The ancient town of Fenghuang was added to the UNESCO World Heritage Tentative List on March 28, 2008, in the Cultural category. This ancient town was regarded as the most beautiful town in China by New Zealand writer Rewi Alley. It was built in 1704, and has 300 years of history. The ancient city is a gathering place for Miao and Tujia ethnic minorities.

The town was damaged by flooding in July 2014.

==Notable people==
- Shen Congwen – modern author and researcher of Chinese material arts.

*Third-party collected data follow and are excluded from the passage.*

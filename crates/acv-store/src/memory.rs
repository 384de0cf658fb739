// Copyright 2026 Phillip Cloud
// Licensed under the Apache License, Version 2.0

use acv_app::ConfigEntry;
use anyhow::{Result, bail};
use std::collections::BTreeMap;

use crate::{ConfigSource, key_filter_matches};

/// In-process store used by demo mode and tests. Keys are listed in name order.
#[derive(Debug, Clone, Default)]
pub struct MemoryStore {
    keys: BTreeMap<String, Vec<ConfigEntry>>,
    unavailable: Option<String>,
}

impl MemoryStore {
    pub fn new() -> Self {
        Self::default()
    }

    pub fn with_entries(entries: impl IntoIterator<Item = ConfigEntry>) -> Self {
        let mut store = Self::new();
        for entry in entries {
            store.insert(entry);
        }
        store
    }

    pub fn insert(&mut self, entry: ConfigEntry) {
        self.keys.entry(entry.key.clone()).or_default().push(entry);
    }

    /// Makes every fetch fail with `message`, as an unreachable server would.
    pub fn set_unavailable(&mut self, message: impl Into<String>) {
        self.unavailable = Some(message.into());
    }

    pub fn key_count(&self) -> usize {
        self.keys.len()
    }

    fn check_available(&self) -> Result<()> {
        if let Some(message) = &self.unavailable {
            bail!("{message}");
        }
        Ok(())
    }
}

impl ConfigSource for MemoryStore {
    fn fetch_keys(&self, filter: &str) -> Result<Vec<ConfigEntry>> {
        self.check_available()?;
        Ok(self
            .keys
            .iter()
            .filter(|(key, _)| key_filter_matches(filter, key))
            .filter_map(|(_, revisions)| {
                revisions
                    .iter()
                    .max_by_key(|entry| entry.last_modified)
                    .cloned()
            })
            .collect())
    }

    fn fetch_revisions(&self, key: &str) -> Result<Vec<ConfigEntry>> {
        self.check_available()?;
        Ok(self.keys.get(key).cloned().unwrap_or_default())
    }
}
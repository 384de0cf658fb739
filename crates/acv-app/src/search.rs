// Copyright 2026 Phillip Cloud
// Licensed under the Apache License, Version 2.0

use std::collections::HashSet;
use std::ops::Range;

/// Keys of `full_keys` containing `substring`, in their original order.
/// Matching is case-sensitive; an empty substring keeps every key.
pub fn apply(full_keys: &[String], substring: &str) -> Vec<String> {
    full_keys
        .iter()
        .filter(|key| key.contains(substring))
        .cloned()
        .collect()
}

/// The fetched key list plus the view of it narrowed by the committed search.
#[derive(Debug, Clone, PartialEq, Eq, Default)]
pub struct KeyList {
    all: Vec<String>,
    visible: Vec<String>,
    query: String,
}

impl KeyList {
    pub fn new(keys: impl IntoIterator<Item = String>) -> Self {
        let mut list = Self::default();
        list.replace(keys);
        list
    }

    /// Installs a freshly fetched list. Keys repeated across labels collapse to
    /// their first occurrence, and any committed search is dropped.
    pub fn replace(&mut self, keys: impl IntoIterator<Item = String>) {
        let mut seen = HashSet::new();
        self.all = keys
            .into_iter()
            .filter(|key| seen.insert(key.clone()))
            .collect();
        self.query.clear();
        self.visible = self.all.clone();
    }

    pub fn commit(&mut self, query: &str) {
        self.query = query.to_owned();
        self.visible = apply(&self.all, query);
    }

    pub fn clear(&mut self) {
        self.commit("");
    }

    pub fn all(&self) -> &[String] {
        &self.all
    }

    pub fn visible(&self) -> &[String] {
        &self.visible
    }

    pub fn query(&self) -> &str {
        &self.query
    }

    pub fn is_filtered(&self) -> bool {
        !self.query.is_empty()
    }
}

/// Byte ranges of every non-overlapping occurrence of `query` in `text`.
pub fn find_matches(text: &str, query: &str) -> Vec<Range<usize>> {
    if query.is_empty() {
        return Vec::new();
    }
    text.match_indices(query)
        .map(|(start, found)| start..start + found.len())
        .collect()
}
// Copyright 2026 Phillip Cloud
// Licensed under the Apache License, Version 2.0

use tracing::{debug, warn};

use crate::diff::{DiffLine, diff_lines, render_markup};
use crate::model::{ConfigEntry, DiffSide, DisplayMode, RenderFormat};
use crate::render::{DEFAULT_JSON_INDENT, format_value_with_indent};
use crate::revisions::RevisionCursor;

/// What the value pane shows, before it is flattened to text.
#[derive(Debug, Clone, PartialEq, Eq)]
pub enum Display {
    Value(String),
    Diff(Vec<DiffLine>),
}

impl Display {
    pub fn to_text(&self) -> String {
        match self {
            Self::Value(text) => text.clone(),
            Self::Diff(lines) => render_markup(lines),
        }
    }
}

/// Display mode, render format and the two revision cursors. Every read goes
/// through [`ViewState::current_display`], which is recomputed from scratch.
#[derive(Debug, Clone, PartialEq, Eq)]
pub struct ViewState {
    mode: DisplayMode,
    format: RenderFormat,
    json_indent: usize,
    primary: RevisionCursor,
    diff_right: RevisionCursor,
}

impl Default for ViewState {
    fn default() -> Self {
        Self::new(RenderFormat::Plain, DEFAULT_JSON_INDENT)
    }
}

impl ViewState {
    pub fn new(format: RenderFormat, json_indent: usize) -> Self {
        Self {
            mode: DisplayMode::Standard,
            format,
            json_indent,
            primary: RevisionCursor::new(),
            diff_right: RevisionCursor::new(),
        }
    }

    pub fn mode(&self) -> DisplayMode {
        self.mode
    }

    pub fn format(&self) -> RenderFormat {
        self.format
    }

    pub fn primary(&self) -> &RevisionCursor {
        &self.primary
    }

    pub fn diff_right(&self) -> &RevisionCursor {
        &self.diff_right
    }

    pub fn cursor(&self, side: DiffSide) -> &RevisionCursor {
        match side {
            DiffSide::Left => &self.primary,
            DiffSide::Right => &self.diff_right,
        }
    }

    fn cursor_mut(&mut self, side: DiffSide) -> &mut RevisionCursor {
        match side {
            DiffSide::Left => &mut self.primary,
            DiffSide::Right => &mut self.diff_right,
        }
    }

    /// Which side a newly opened key lands on in the current mode.
    pub fn target_side(&self) -> DiffSide {
        match self.mode {
            DisplayMode::Standard => DiffSide::Left,
            DisplayMode::Diff => DiffSide::Right,
        }
    }

    /// Sides that are meaningful in the current mode.
    pub fn active_sides(&self) -> &'static [DiffSide] {
        match self.mode {
            DisplayMode::Standard => &[DiffSide::Left],
            DisplayMode::Diff => &[DiffSide::Left, DiffSide::Right],
        }
    }

    pub fn select_primary_key(&mut self, key_name: impl Into<String>, revisions: Vec<ConfigEntry>) {
        let key_name = key_name.into();
        debug!(key = %key_name, count = revisions.len(), "primary revisions set");
        self.primary.set_revisions(key_name, revisions);
    }

    /// Refused outside diff mode; the UI never routes a right-side key there.
    pub fn select_diff_right_key(
        &mut self,
        key_name: impl Into<String>,
        revisions: Vec<ConfigEntry>,
    ) -> bool {
        let key_name = key_name.into();
        if self.mode != DisplayMode::Diff {
            warn!(key = %key_name, "diff-right revisions ignored in standard mode");
            return false;
        }
        debug!(key = %key_name, count = revisions.len(), "diff-right revisions set");
        self.diff_right.set_revisions(key_name, revisions);
        true
    }

    pub fn set_revisions(
        &mut self,
        side: DiffSide,
        key_name: impl Into<String>,
        revisions: Vec<ConfigEntry>,
    ) -> bool {
        match side {
            DiffSide::Left => {
                self.select_primary_key(key_name, revisions);
                true
            }
            DiffSide::Right => self.select_diff_right_key(key_name, revisions),
        }
    }

    /// Returns false, leaving the state untouched, when there is no primary
    /// revision to compare against.
    pub fn enter_diff(&mut self) -> bool {
        if self.primary.is_empty() {
            debug!("diff refused: no primary revisions");
            return false;
        }
        self.mode = DisplayMode::Diff;
        true
    }

    pub fn exit_diff(&mut self) {
        self.diff_right.clear();
        self.mode = DisplayMode::Standard;
    }

    pub fn toggle_format(&mut self) -> RenderFormat {
        self.format = self.format.toggled();
        self.format
    }

    pub fn select_revision(&mut self, side: DiffSide, index: usize) {
        self.cursor_mut(side).select(index);
    }

    pub fn step_revision(&mut self, side: DiffSide, delta: isize) -> bool {
        self.cursor_mut(side).step(delta)
    }

    /// Drops the primary selection; used by reload in standard mode.
    pub fn reset_primary(&mut self) {
        self.primary.set_revisions(String::new(), Vec::new());
    }

    fn formatted(&self, side: DiffSide) -> String {
        format_value_with_indent(
            &self.cursor(side).current_value(),
            self.format,
            self.json_indent,
        )
    }

    pub fn current_display(&self) -> Display {
        match self.mode {
            DisplayMode::Standard => Display::Value(self.formatted(DiffSide::Left)),
            DisplayMode::Diff => Display::Diff(diff_lines(
                &self.formatted(DiffSide::Left),
                &self.formatted(DiffSide::Right),
            )),
        }
    }

    pub fn current_display_text(&self) -> String {
        self.current_display().to_text()
    }
}
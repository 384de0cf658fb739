// Copyright 2026 Phillip Cloud
// Licensed under the Apache License, Version 2.0

use acv_app::{DEFAULT_JSON_INDENT, MAX_JSON_INDENT, RenderFormat};
use acv_store::{DEFAULT_API_VERSION, DEFAULT_LABEL_FILTER};
use anyhow::{Context, Result, anyhow, bail};
use serde::Deserialize;
use std::env;
use std::fs;
use std::path::{Path, PathBuf};
use std::time::Duration;

use crate::logging::LogLevel;

pub const APP_NAME: &str = "acv";
const CONFIG_VERSION: i64 = 1;
const DEFAULT_TIMEOUT: &str = "10s";

#[derive(Debug, Clone, Deserialize)]
pub struct Config {
    pub version: i64,
    #[serde(default)]
    pub servers: Vec<String>,
    #[serde(default)]
    pub store: Store,
    #[serde(default)]
    pub ui: Ui,
    #[serde(default)]
    pub log: Log,
}

impl Default for Config {
    fn default() -> Self {
        Self {
            version: CONFIG_VERSION,
            servers: Vec::new(),
            store: Store::default(),
            ui: Ui::default(),
            log: Log::default(),
        }
    }
}

#[derive(Debug, Clone, Default, Deserialize)]
pub struct Store {
    pub label_filter: Option<String>,
    pub api_version: Option<String>,
    pub timeout: Option<String>,
}

#[derive(Debug, Clone, Default, Deserialize)]
pub struct Ui {
    pub json: Option<bool>,
    pub json_indent: Option<i64>,
}

#[derive(Debug, Clone, Default, Deserialize)]
pub struct Log {
    pub level: Option<String>,
    pub file: Option<String>,
}

impl Config {
    pub fn default_path() -> Result<PathBuf> {
        if let Some(path) = env::var_os("ACV_CONFIG_PATH") {
            return Ok(PathBuf::from(path));
        }

        let config_root = dirs::config_dir().ok_or_else(|| {
            anyhow!("cannot resolve config directory; set ACV_CONFIG_PATH to the config file")
        })?;

        let app_dir = config_root.join(APP_NAME);
        fs::create_dir_all(&app_dir)
            .with_context(|| format!("create config directory {}", app_dir.display()))?;
        Ok(app_dir.join("config.toml"))
    }

    pub fn load(path: &Path) -> Result<Self> {
        if !path.exists() {
            return Ok(Self::default());
        }

        let raw = fs::read_to_string(path)
            .with_context(|| format!("read config file {}", path.display()))?;
        let value: toml::Value = toml::from_str(&raw)
            .with_context(|| format!("parse TOML config {}", path.display()))?;

        let version = value
            .get("version")
            .and_then(toml::Value::as_integer)
            .ok_or_else(|| {
                anyhow!(
                    "config file {} is not versioned. Add `version = 1` and list endpoints under `servers`",
                    path.display()
                )
            })?;

        if version != CONFIG_VERSION {
            bail!(
                "unsupported config version {} in {}; expected version = 1. Regenerate it with `acv --print-example-config`",
                version,
                path.display()
            );
        }

        let config: Config = value
            .try_into()
            .with_context(|| format!("decode config {}", path.display()))?;
        config.validate(path)?;
        Ok(config)
    }

    fn validate(&self, path: &Path) -> Result<()> {
        for server in &self.servers {
            let trimmed = server.trim();
            if !(trimmed.starts_with("https://") || trimmed.starts_with("http://")) {
                bail!(
                    "servers entry {server:?} in {} must be an http:// or https:// URL",
                    path.display()
                );
            }
        }

        if let Some(timeout) = &self.store.timeout {
            let parsed = parse_duration(timeout)?;
            if parsed <= Duration::ZERO {
                bail!(
                    "store.timeout in {} must be positive, got {}",
                    path.display(),
                    timeout
                );
            }
        }

        if let Some(indent) = self.ui.json_indent
            && !(1..=MAX_JSON_INDENT as i64).contains(&indent)
        {
            bail!(
                "ui.json_indent in {} must be between 1 and {MAX_JSON_INDENT}, got {indent}",
                path.display()
            );
        }

        if let Some(level) = &self.log.level {
            LogLevel::parse(level)
                .with_context(|| format!("invalid log.level in {}", path.display()))?;
        }

        Ok(())
    }

    /// The positional server (if any) first, then configured servers, without
    /// duplicates.
    pub fn server_list(&self, positional: Option<&str>) -> Vec<String> {
        let mut servers: Vec<String> = Vec::new();
        for server in positional.into_iter().chain(self.servers.iter().map(String::as_str)) {
            let server = server.trim().trim_end_matches('/');
            if !server.is_empty() && !servers.iter().any(|known| known == server) {
                servers.push(server.to_owned());
            }
        }
        servers
    }

    pub fn label_filter(&self) -> &str {
        self.store
            .label_filter
            .as_deref()
            .unwrap_or(DEFAULT_LABEL_FILTER)
    }

    pub fn api_version(&self) -> &str {
        self.store
            .api_version
            .as_deref()
            .unwrap_or(DEFAULT_API_VERSION)
    }

    pub fn store_timeout(&self) -> Result<Duration> {
        parse_duration(self.store.timeout.as_deref().unwrap_or(DEFAULT_TIMEOUT))
    }

    pub fn render_format(&self) -> RenderFormat {
        if self.ui.json.unwrap_or(false) {
            RenderFormat::Json
        } else {
            RenderFormat::Plain
        }
    }

    pub fn json_indent(&self) -> usize {
        self.ui
            .json_indent
            .and_then(|indent| usize::try_from(indent).ok())
            .unwrap_or(DEFAULT_JSON_INDENT)
    }

    pub fn log_level(&self) -> Result<LogLevel> {
        match &self.log.level {
            Some(level) => LogLevel::parse(level),
            None => Ok(LogLevel::default()),
        }
    }

    pub fn log_file(&self) -> Result<PathBuf> {
        if let Some(file) = &self.log.file {
            return Ok(PathBuf::from(file));
        }
        let data_root = dirs::data_dir().ok_or_else(|| {
            anyhow!("cannot resolve data directory; set [log].file in the config")
        })?;
        Ok(data_root.join(APP_NAME).join("acv.log"))
    }

    pub fn example_config(path: &Path) -> String {
        format!(
            "# acv config\n# Place this file at: {}\n\nversion = 1\n\n# Endpoints offered in the server picker; the first one opens at startup.\nservers = [\"https://example.azconfig.io\"]\n\n[store]\nlabel_filter = \"{}\"\napi_version = \"{}\"\ntimeout = \"{}\"\n\n[ui]\njson = false\njson_indent = {}\n\n[log]\nlevel = \"info\"\n# Optional. Default is the platform data dir (for example ~/.local/share/acv/acv.log)\n# file = \"/absolute/path/to/acv.log\"\n",
            path.display(),
            DEFAULT_LABEL_FILTER,
            DEFAULT_API_VERSION,
            DEFAULT_TIMEOUT,
            DEFAULT_JSON_INDENT,
        )
    }
}

fn parse_duration(raw: &str) -> Result<Duration> {
    if let Some(value) = raw.strip_suffix("ms") {
        let millis: u64 = value
            .parse()
            .with_context(|| format!("invalid timeout duration {raw:?}"))?;
        return Ok(Duration::from_millis(millis));
    }
    if let Some(value) = raw.strip_suffix('s') {
        let secs: u64 = value
            .parse()
            .with_context(|| format!("invalid timeout duration {raw:?}"))?;
        return Ok(Duration::from_secs(secs));
    }
    if let Some(value) = raw.strip_suffix('m') {
        let mins: u64 = value
            .parse()
            .with_context(|| format!("invalid timeout duration {raw:?}"))?;
        return Ok(Duration::from_secs(mins * 60));
    }

    bail!("invalid duration {raw:?}; use one of: <N>ms, <N>s, <N>m (for example 500ms or 10s)")
}

#[cfg(test)]
mod tests {
    use super::{Config, parse_duration};
    use crate::logging::LogLevel;
    use acv_app::RenderFormat;
    use anyhow::Result;
    use std::path::PathBuf;
    use std::sync::{Mutex, OnceLock};
    use std::time::Duration;

    fn write_config(content: &str) -> Result<(tempfile::TempDir, PathBuf)> {
        let (temp, path) = acv_testkit::temp_config_path()?;
        std::fs::write(&path, content)?;
        Ok((temp, path))
    }

    fn env_lock() -> std::sync::MutexGuard<'static, ()> {
        static ENV_LOCK: OnceLock<Mutex<()>> = OnceLock::new();
        match ENV_LOCK.get_or_init(|| Mutex::new(())).lock() {
            Ok(guard) => guard,
            Err(poisoned) => poisoned.into_inner(),
        }
    }

    #[test]
    fn missing_config_uses_defaults() -> Result<()> {
        let temp = tempfile::tempdir()?;
        let config = Config::load(&temp.path().join("missing.toml"))?;
        assert_eq!(config.version, 1);
        assert!(config.servers.is_empty());
        assert_eq!(config.label_filter(), "*");
        assert_eq!(config.api_version(), "1.0");
        assert_eq!(config.store_timeout()?, Duration::from_secs(10));
        assert_eq!(config.render_format(), RenderFormat::Plain);
        assert_eq!(config.json_indent(), 2);
        assert_eq!(config.log_level()?, LogLevel::Info);
        Ok(())
    }

    #[test]
    fn unversioned_config_is_rejected_with_actionable_message() -> Result<()> {
        let (_temp, path) = write_config("servers = [\"https://a.example\"]\n")?;
        let error = Config::load(&path).expect_err("unversioned config should fail");
        let message = error.to_string();
        assert!(message.contains("version = 1"));
        assert!(message.contains("servers"));
        Ok(())
    }

    #[test]
    fn v1_config_parses() -> Result<()> {
        let (_temp, path) = write_config(
            "version = 1\nservers = [\"https://a.example\", \"https://b.example/\"]\n[store]\nlabel_filter = \"prod\"\napi_version = \"2023-10-01\"\ntimeout = \"2s\"\n[ui]\njson = true\njson_indent = 4\n[log]\nlevel = \"debug\"\nfile = \"/tmp/acv-test.log\"\n",
        )?;

        let config = Config::load(&path)?;
        assert_eq!(config.servers.len(), 2);
        assert_eq!(config.label_filter(), "prod");
        assert_eq!(config.api_version(), "2023-10-01");
        assert_eq!(config.store_timeout()?, Duration::from_secs(2));
        assert_eq!(config.render_format(), RenderFormat::Json);
        assert_eq!(config.json_indent(), 4);
        assert_eq!(config.log_level()?, LogLevel::Debug);
        assert_eq!(config.log_file()?, PathBuf::from("/tmp/acv-test.log"));
        Ok(())
    }

    #[test]
    fn malformed_config_returns_parse_error() -> Result<()> {
        let (_temp, path) = write_config("{{not toml")?;
        let error = Config::load(&path).expect_err("malformed config should fail");
        assert!(error.to_string().contains("parse TOML config"));
        Ok(())
    }

    #[test]
    fn unsupported_config_version_is_rejected() -> Result<()> {
        let (_temp, path) = write_config("version = 2\n")?;
        let error = Config::load(&path).expect_err("v2 config should fail");
        assert!(error.to_string().contains("unsupported config version 2"));
        Ok(())
    }

    #[test]
    fn non_http_server_is_rejected() -> Result<()> {
        let (_temp, path) = write_config("version = 1\nservers = [\"ftp://a.example\"]\n")?;
        let error = Config::load(&path).expect_err("ftp server should fail");
        assert!(error.to_string().contains("http:// or https://"));
        Ok(())
    }

    #[test]
    fn json_indent_out_of_range_is_rejected() -> Result<()> {
        let (_temp, path) = write_config("version = 1\n[ui]\njson_indent = 0\n")?;
        let error = Config::load(&path).expect_err("zero indent should fail");
        assert!(error.to_string().contains("between 1 and 8"));
        Ok(())
    }

    #[test]
    fn unknown_log_level_is_rejected() -> Result<()> {
        let (_temp, path) = write_config("version = 1\n[log]\nlevel = \"loud\"\n")?;
        let error = Config::load(&path).expect_err("unknown level should fail");
        assert!(format!("{error:#}").contains("loud"));
        Ok(())
    }

    #[test]
    fn server_list_puts_positional_first_and_dedupes() -> Result<()> {
        let (_temp, path) = write_config(
            "version = 1\nservers = [\"https://a.example\", \"https://b.example/\", \"https://a.example\"]\n",
        )?;
        let config = Config::load(&path)?;
        assert_eq!(
            config.server_list(Some("https://b.example")),
            vec!["https://b.example", "https://a.example"]
        );
        assert_eq!(
            config.server_list(None),
            vec!["https://a.example", "https://b.example"]
        );
        Ok(())
    }

    #[test]
    fn default_path_honors_env_override() -> Result<()> {
        let _guard = env_lock();
        let temp = tempfile::tempdir()?;
        let override_path = temp.path().join("custom-config.toml");
        // SAFETY: test-only process-local env mutation.
        unsafe {
            std::env::set_var("ACV_CONFIG_PATH", &override_path);
        }
        let resolved = Config::default_path()?;
        // SAFETY: test cleanup for process-local env mutation.
        unsafe {
            std::env::remove_var("ACV_CONFIG_PATH");
        }
        assert_eq!(resolved, override_path);
        Ok(())
    }

    #[test]
    fn default_path_uses_config_toml_suffix_when_no_env_override() -> Result<()> {
        let _guard = env_lock();
        // SAFETY: test-only process-local env mutation.
        unsafe {
            std::env::remove_var("ACV_CONFIG_PATH");
        }
        let path = Config::default_path()?;
        assert!(path.ends_with("config.toml"));
        Ok(())
    }

    #[test]
    fn log_file_defaults_to_acv_log() -> Result<()> {
        let config = Config::default();
        let path = config.log_file()?;
        assert!(path.ends_with("acv/acv.log"), "got {}", path.display());
        Ok(())
    }

    #[test]
    fn timeout_parses_ms_seconds_and_minutes() -> Result<()> {
        assert_eq!(parse_duration("500ms")?, Duration::from_millis(500));
        assert_eq!(parse_duration("5s")?, Duration::from_secs(5));
        assert_eq!(parse_duration("2m")?, Duration::from_secs(120));
        Ok(())
    }

    #[test]
    fn timeout_rejects_invalid_duration() {
        let error = parse_duration("oops").expect_err("invalid duration should fail");
        assert!(error.to_string().contains("invalid duration"));
    }

    #[test]
    fn timeout_rejects_non_positive_values_in_config() -> Result<()> {
        let (_temp, path) = write_config("version = 1\n[store]\ntimeout = \"0s\"\n")?;
        let error = Config::load(&path).expect_err("zero timeout should fail");
        assert!(error.to_string().contains("must be positive"));
        Ok(())
    }

    #[test]
    fn example_config_round_trips() -> Result<()> {
        let (temp, path) = write_config("")?;
        let example = Config::example_config(&path);
        assert!(example.contains("version = 1"));
        assert!(example.contains("[store]"));
        assert!(example.contains("[ui]"));
        assert!(example.contains("[log]"));

        let example_path = temp.path().join("example.toml");
        std::fs::write(&example_path, example)?;
        let config = Config::load(&example_path)?;
        assert_eq!(config.servers, vec!["https://example.azconfig.io"]);
        Ok(())
    }
}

His childhood home is a popular tourist attraction in Fenghuang town
- Huang Yongyu – painter

==Transportation==
The nearest airport Fenghuang Airport in Tongren City is only 34 km away from Fenghuang County and the nearest train station in Jishou City is only 50 km away. After arriving at Fenghuang Airport or Jishou Train Station, tourists may take a bus or taxi to Fenghuang County. Zhangjiajie Airport and Huaihua Train Station are also often used as transfer stops for Fenghuang County.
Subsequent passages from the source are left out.